Clamoroso: la FIA divulga per sbaglio i segreti della Ferrari!

Prolblemi in vista per Max Mosley, patron della FIA
Sarà una gaffe, sarà un ben più grave errore, la sostanza non cambia. Quello che ha "combinato" la FIA è peggio di una barzelletta: per un clamoroso errore informatico, infatti, i verbali degli interrogatori del Consiglio Mondiale pubblicati mercoledì non sono stati ben protetti.
Che in sostanza vuole dire che alcuni dei vari segreti della Ferrari scoperti dalla McLaren- presenti nei verbali e coperti da una fascetta nera - erano in realtà tutti visibili grazie a un banale copia-incolla da Acrobat Reader a Word!

Notizie che sono così diventate leggibili da chiunque, tifosi, curiosi ma soprattutto tecnici avversari. Che probabilmente non si saranno lasciati sfuggire l'occasione.
Ecco una serie di esempi degli omissis rivelati sui blog o siti di appassionati (come www.f1fanatic.co.uk):
Parlando della valvola: "He says, "They have this system which delays the rear-braking initially then proceeds to increase it gradually." This is not an e-mail from a man who has not understood what he has been told. "We get the same results using a valve". In other words, he clearly does understand what he has been told".
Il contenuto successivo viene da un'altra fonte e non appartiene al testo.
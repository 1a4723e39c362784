//! Copyright (c) 2025-2026, Kirky.X
//!
//! MIT License
//!
//! 该模块定义了分组遍历时产生的条目快照。

use super::PitOps;
use serde_json::Value;
use std::fmt;

/// 一个存储条目的快照
///
/// 由 [`PitOps::group`] 产生，保存产生它的客户端引用以便删除自身。
pub struct Item<'a> {
    key: String,
    value: Value,
    group: String,
    client: &'a dyn PitOps,
}

impl<'a> Item<'a> {
    pub fn new(key: String, value: Value, group: String, client: &'a dyn PitOps) -> Self {
        Self {
            key,
            value,
            group,
            client,
        }
    }

    pub fn key(&self) -> &str {
        &self.key
    }

    pub fn value(&self) -> &Value {
        &self.value
    }

    pub fn group(&self) -> &str {
        &self.group
    }

    /// 取出值
    pub fn into_value(self) -> Value {
        self.value
    }

    /// 通过产生该条目的客户端删除它
    pub async fn delete(&self) {
        self.client.delete(&self.key, &self.group).await;
    }
}

impl fmt::Debug for Item<'_> {
    fn fmt(&self, f: &mut fmt::Formatter<'_>) -> fmt::Result {
        f.debug_struct("Item")
            .field("key", &self.key)
            .field("value", &self.value)
            .field("group", &self.group)
            .finish()
    }
}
Lo stipendio di Stepney: "He was paid around 300 000 to 400 000 pounds per annum. Is that correct?" (Stipendio di Nigel Stepney, n.d.r.)

Distribuzione dei pesi delle monoposto: "Patrick Lowe. In the last season, when we first ran the new tyres in December, we did a great deal of testing on weight distribution, to determine whether we should push forward or rear-ward. We found that the forward push was better for us, under all circumstances".
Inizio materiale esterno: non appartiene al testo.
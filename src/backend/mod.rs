//! Copyright (c) 2025-2026, Kirky.X
//!
//! MIT License
//!
//! 该模块定义了客户端使用的进程内缓存层。

pub mod items;

pub use items::{CachedValue, Items};
//! Copyright (c) 2025-2026, Kirky.X
//!
//! MIT License
//!
//! 该模块定义了存储客户端的接口和实现。

pub mod item;
pub mod speculative;
pub mod store;

use async_trait::async_trait;
use futures::stream::BoxStream;
use serde::{de::DeserializeOwned, Serialize};
use serde_json::Value;
use tracing::{instrument, warn};

pub use item::Item;
pub use speculative::{FetchSet, SpeculativeClient, SPECULATIVE_GROUP};
pub use store::{StoreClient, GROUP_PAGE_SIZE};

/// 客户端就绪状态
///
/// 只在 `boot()` 中变更。`Failed` 对当前实例是永久状态。
#[derive(Debug, Clone, Copy, PartialEq, Eq)]
pub enum ReadyState {
    Uninitialized,
    Ready,
    Failed,
}

/// 存储客户端操作特征
///
/// 所有操作都不返回错误：存储未就绪或访问失败时，
/// 读取返回 `None`，写入变为空操作，失败会记录日志。
#[async_trait]
pub trait PitOps: Send + Sync {
    /// 初始化客户端（幂等）
    async fn boot(&self);

    /// 客户端是否已就绪
    async fn is_ready(&self) -> bool;

    /// 读取值，不存在或存储不可用时返回 `None`
    async fn get(&self, key: &str, group: &str) -> Option<Value>;

    /// 写入值
    async fn set(&self, key: &str, value: Value, group: &str);

    /// 删除值，键不存在时为空操作
    async fn delete(&self, key: &str, group: &str);

    /// 删除分组下的所有值
    async fn flush_group(&self, group: &str);

    /// 惰性遍历分组
    ///
    /// 每次调用都从头开始一次新的遍历。
    fn group<'a>(&'a self, group: &'a str) -> BoxStream<'a, Item<'a>>;

    /// 生命周期结束时调用一次
    async fn on_shutdown(&self) {}
}

/// 类型化访问扩展
///
/// 通过 `serde_json::Value` 转换，转换失败按未命中或跳过写入处理
#[async_trait]
pub trait PitExt: PitOps {
    /// 读取并转换为指定类型
    #[instrument(skip(self), level = "debug")]
    async fn get_as<T: DeserializeOwned + Send>(&self, key: &str, group: &str) -> Option<T> {
        let value = self.get(key, group).await?;
        match serde_json::from_value(value) {
            Ok(v) => Some(v),
            Err(e) => {
                warn!("Value for {}/{} has unexpected shape: {}", group, key, e);
                None
            }
        }
    }

    /// 转换后写入
    #[instrument(skip(self, value), level = "debug")]
    async fn set_as<T: Serialize + Send + Sync>(&self, key: &str, value: &T, group: &str) {
        match serde_json::to_value(value) {
            Ok(v) => self.set(key, v, group).await,
            Err(e) => warn!("Skipping write of {}/{}: {}", group, key, e),
        }
    }
}

impl<T: PitOps + ?Sized> PitExt for T {}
Fatto l'errore, la Fia ha poi provveduto a pubblicare una versione corretta a prova di copia-incolla. Ma su internet si sa, le notizie girano in fretta...troppo in fretta.
Lo stesso problema era avvenuto quando le autorità Usa pubblicarono in formato pdf i verbali della ricostruzione della morte del funzionario dei servizi segreti italiani Nicola Calipari, ucciso a Bagdad da un soldato americano di pattuglia. Il nome del soldato, coperto da analoga fascetta nera, divenne invece pubblico grazie alla scoperta fatta da un ragazzo italiano appassionato di computer: con un copia-incolla il nome di Lozano era perfettamente visibile.

Vedremo ora gli uonini del cavallino come reagiranno a questa, ennesima, brutta storia per il team. Incredibile.